Predator

Question: This bugged me for years, when Billy said there is something in the trees to Dutch and in the next shot it shows the trees, is the Predator there, as in visible onscreen?

ezorro

Chosen answer: Yes. The predator can be seen not in the immediate shot after, but the one a few seconds later as they are seen walking away.

XIII

Before or after Ramirez gets hit in the face with the branch?

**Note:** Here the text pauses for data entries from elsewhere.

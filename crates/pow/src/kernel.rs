//! Proof-of-stake kernel, coin age and the stake modifier.
//!
//! A coinstake proves stake by hashing its first input's outpoint together with
//! the stake modifier of the parent block and the relevant timestamps. The hash
//! must fall under the compact target scaled by the coin-day weight of the staked
//! output, so larger and older outputs find kernels more often.

use primitive_types::{U256, U512};
use stakd_consensus::constants::SECONDS_PER_DAY;
use stakd_consensus::money::{Amount, CENT, COIN};
use stakd_consensus::{ConsensusParams, Hash256};
use stakd_primitives::encoding::Encoder;
use stakd_primitives::hash::sha256d;
use stakd_primitives::OutPoint;

use crate::difficulty::{compact_to_u256, CompactError};

#[derive(Debug, Clone, Copy, PartialEq, Eq)]
pub enum StakeError {
    /// Coinstake timestamp precedes the staked output.
    TimeViolation,
    /// Staked output younger than `stake_min_age`.
    MinAgeViolation,
    /// Kernel hash above the weighted target.
    TargetNotMet,
    NonPositiveValue,
    Compact(CompactError),
}

impl std::fmt::Display for StakeError {
    fn fmt(&self, f: &mut std::fmt::Formatter<'_>) -> std::fmt::Result {
        match self {
            StakeError::TimeViolation => write!(f, "coinstake time precedes staked output"),
            StakeError::MinAgeViolation => write!(f, "staked output below minimum age"),
            StakeError::TargetNotMet => write!(f, "kernel hash does not meet stake target"),
            StakeError::NonPositiveValue => write!(f, "staked output has no value"),
            StakeError::Compact(err) => write!(f, "{err}"),
        }
    }
}

impl std::error::Error for StakeError {}

impl From<CompactError> for StakeError {
    fn from(err: CompactError) -> Self {
        StakeError::Compact(err)
    }
}

/// The staked output as the kernel sees it.
#[derive(Clone, Debug)]
pub struct KernelInput<'a> {
    pub prevout: &'a OutPoint,
    pub value: Amount,
    /// Time of the block that confirmed the staked output.
    pub block_time: i64,
    /// Timestamp of the transaction that created it.
    pub tx_time: i64,
}

/// Seconds of stake age counted towards the kernel weight: time held beyond
/// `stake_min_age`, capped at `stake_max_age`.
pub fn coin_age_weight(from_time: i64, to_time: i64, params: &ConsensusParams) -> i64 {
    (to_time - from_time - params.stake_min_age).clamp(0, params.stake_max_age)
}

pub fn kernel_hash(
    stake_modifier: u64,
    input: &KernelInput<'_>,
    coinstake_time: i64,
) -> Hash256 {
    let mut encoder = Encoder::with_capacity(8 + 4 + 4 + 36 + 4);
    encoder.write_u64_le(stake_modifier);
    encoder.write_u32_le(input.block_time as u32);
    encoder.write_u32_le(input.tx_time as u32);
    encoder.write_hash(&input.prevout.hash);
    encoder.write_u32_le(input.prevout.index);
    encoder.write_u32_le(coinstake_time as u32);
    sha256d(&encoder.into_inner())
}

/// Checks the stake kernel of a coinstake and returns its hash (the block's
/// proof hash).
pub fn check_stake_kernel(
    stake_modifier: u64,
    bits: u32,
    input: &KernelInput<'_>,
    coinstake_time: i64,
    params: &ConsensusParams,
) -> Result<Hash256, StakeError> {
    if coinstake_time < input.tx_time {
        return Err(StakeError::TimeViolation);
    }
    if input.block_time + params.stake_min_age > coinstake_time {
        return Err(StakeError::MinAgeViolation);
    }
    if input.value <= 0 {
        return Err(StakeError::NonPositiveValue);
    }

    let target_per_coin_day = compact_to_u256(bits)?;
    let weight = coin_age_weight(input.tx_time, coinstake_time, params);
    let coin_day_weight =
        i128::from(input.value) * i128::from(weight) / i128::from(COIN) / i128::from(SECONDS_PER_DAY);
    let weighted_target: U512 =
        target_per_coin_day.full_mul(U256::from(coin_day_weight.max(0) as u128));

    let hash = kernel_hash(stake_modifier, input, coinstake_time);
    let hash_value = U512::from(U256::from_little_endian(&hash));
    if hash_value > weighted_target {
        return Err(StakeError::TargetNotMet);
    }
    Ok(hash)
}

/// One input of a coinstake for coin-age accounting.
#[derive(Clone, Copy, Debug)]
pub struct StakeInput {
    pub value: Amount,
    /// Timestamp of the transaction that created the spent output.
    pub tx_time: i64,
}

/// Coin-days consumed by a coinstake at `tx_time`. Inputs younger than
/// `stake_min_age` contribute nothing.
pub fn coin_age(inputs: &[StakeInput], tx_time: i64, params: &ConsensusParams) -> u64 {
    let mut cent_seconds: i128 = 0;
    for input in inputs {
        if tx_time < input.tx_time + params.stake_min_age {
            continue;
        }
        let held = i128::from(tx_time - input.tx_time);
        cent_seconds += i128::from(input.value) * held / i128::from(CENT);
    }
    let coin_days = cent_seconds * i128::from(CENT) / i128::from(COIN) / i128::from(SECONDS_PER_DAY);
    u64::try_from(coin_days).unwrap_or(0)
}

/// Stake modifier of a block whose parent carries `prev_modifier` at `prev_time`.
///
/// The modifier is only regenerated when the block crosses into a new
/// `stake_modifier_interval`; inside an interval the parent's value carries over.
pub fn next_stake_modifier(
    prev_modifier: u64,
    prev_time: i64,
    time: i64,
    hash_proof: &Hash256,
    params: &ConsensusParams,
) -> u64 {
    let interval = params.stake_modifier_interval.max(1);
    if prev_time.div_euclid(interval) == time.div_euclid(interval) {
        return prev_modifier;
    }
    let mut encoder = Encoder::with_capacity(40);
    encoder.write_u64_le(prev_modifier);
    encoder.write_hash(hash_proof);
    let digest = sha256d(&encoder.into_inner());
    let mut bytes = [0u8; 8];
    bytes.copy_from_slice(&digest[..8]);
    u64::from_le_bytes(bytes)
}

/// Rolling checksum over the modifier chain, used to pin modifiers at checkpoints.
pub fn stake_modifier_checksum(
    prev_checksum: u32,
    proof_of_stake: bool,
    hash_proof: &Hash256,
    stake_modifier: u64,
) -> u32 {
    let mut encoder = Encoder::with_capacity(4 + 1 + 32 + 8);
    encoder.write_u32_le(prev_checksum);
    encoder.write_bool(proof_of_stake);
    encoder.write_hash(hash_proof);
    encoder.write_u64_le(stake_modifier);
    let digest = sha256d(&encoder.into_inner());
    u32::from_le_bytes([digest[28], digest[29], digest[30], digest[31]])
}

#[cfg(test)]
mod tests {
    use super::*;
    use stakd_consensus::params::{consensus_params, Network};

    #[test]
    fn coin_age_skips_young_inputs() {
        let params = consensus_params(Network::Mainnet);
        let now = 10 * SECONDS_PER_DAY;
        let inputs = [
            StakeInput {
                value: 100 * COIN,
                tx_time: now - 5 * SECONDS_PER_DAY,
            },
            StakeInput {
                value: 1_000 * COIN,
                tx_time: now - 60,
            },
        ];
        assert_eq!(coin_age(&inputs, now, &params), 500);
    }

    #[test]
    fn weight_is_capped() {
        let params = consensus_params(Network::Mainnet);
        assert_eq!(coin_age_weight(0, params.stake_min_age - 1, &params), 0);
        assert_eq!(
            coin_age_weight(0, 10 * params.stake_max_age, &params),
            params.stake_max_age
        );
    }

    #[test]
    fn modifier_changes_only_across_intervals() {
        let params = consensus_params(Network::Regtest);
        let proof = [7u8; 32];
        let interval = params.stake_modifier_interval;
        assert_eq!(next_stake_modifier(42, interval, interval + 1, &proof, &params), 42);
        let next = next_stake_modifier(42, interval, 2 * interval, &proof, &params);
        assert_ne!(next, 42);
        assert_eq!(next, next_stake_modifier(42, interval, 2 * interval, &proof, &params));
    }

    #[test]
    fn kernel_rejects_young_and_backdated_stakes() {
        let params = consensus_params(Network::Regtest);
        let prevout = OutPoint::new([3u8; 32], 1);
        let input = KernelInput {
            prevout: &prevout,
            value: 1_000 * COIN,
            block_time: 10_000,
            tx_time: 10_000,
        };
        assert_eq!(
            check_stake_kernel(0, 0x207f_ffff, &input, 9_999, &params),
            Err(StakeError::TimeViolation)
        );
        assert_eq!(
            check_stake_kernel(0, 0x207f_ffff, &input, 10_000 + params.stake_min_age - 1, &params),
            Err(StakeError::MinAgeViolation)
        );
    }

    #[test]
    fn easy_target_with_weight_accepts_kernel() {
        let params = consensus_params(Network::Regtest);
        let prevout = OutPoint::new([3u8; 32], 1);
        let input = KernelInput {
            prevout: &prevout,
            value: 1_000 * COIN,
            block_time: 10_000,
            tx_time: 10_000,
        };
        let time = 10_000 + params.stake_min_age + SECONDS_PER_DAY;
        let hash = check_stake_kernel(5, 0x207f_ffff, &input, time, &params).expect("kernel");
        assert_eq!(hash, kernel_hash(5, &input, time));
    }
}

About 3 seconds before. If you look VERY closely (probably needing to pause the screen around 00:40:55 - about a minute after Billy said, "There's something in the trees"), there appears to be a transparent image of The Predator in the background above the major's (Arnold's) right shoulder. If this is meant to be The Predator, its body is curved around a tree trunk and its arms are extended toward the right of the screen (near Arnold's right ear), camouflaged as green leaves.

KeyZOid

The Predator - in a recognizable form - really wasn't visible until another minute later @ 00:41:55 when it was on the ground approaching Hawkins and the woman.

KeyZOid

Question: Why did Dillon really want Dutch and his team to go to Val Verde? He says it was to locate a helicopter that was shot down and to look for Hopper but, after the successful raid, Dillon is seen looking through some papers, so he wanted Dutch there for some other reason.

Answer: He wanted Dutch and his team to help him retrieve the intelligence documents he was rooting through. The Soviet officer shot by Dutch ("Knock knock!") was also looking at the same documents and was planning on moving them out of the country. The story goes a CIA operative was carrying intelligence and was shot down over Val Verde by the guerrillas who are aided by the Soviets. Dillon sent Jim Hopper and his Green Beret unit there to rescue his men and retrieve the intelligence but they were ambushed and killed by the Predator. Believing Hopper and his men were killed by the guerrillas, Dillon felt he had no option left but to hire the best rescue team he knew to complete the mission. Dillon knew Dutch didn't do this sort of black ops work so he lied to him and made up the story about rescuing a cabinet minister.

BaconIsMyBFF

Question: What's up with the predator's eyes glowing for a second while it's invisible, and does anyone know why the predators in the other movies don't do this?

Answer: In the shots where we can see what the Predator sees, sometimes when he is focusing on someone or something, we hear a kind of flash noise as he zooms in on the object. When we see the Predator's eyes flashing/glowing, that is when he is zooming in on what he's looking at.

dan coakley..

Answer: They do add the flash eyes while cloaked effect in Alien vs Predator: Requiem and Predators. I think it's both when it uses zoom-in vision and maybe to intimidate by showing itself so close to its prey. "Those eyes, just appeared."

I think he did it to intimidate Mac and Dillion.

Answer: Its the old predator design. Look closely the optical silhouette, it doesn't match. Google early predator design.

Question: While Dutch was crawling up onto the mud, and then up into that brush pile, it looked as if he was missing the huge knife that had been on his left thigh, yet later he was using the knife. Did I just miss it?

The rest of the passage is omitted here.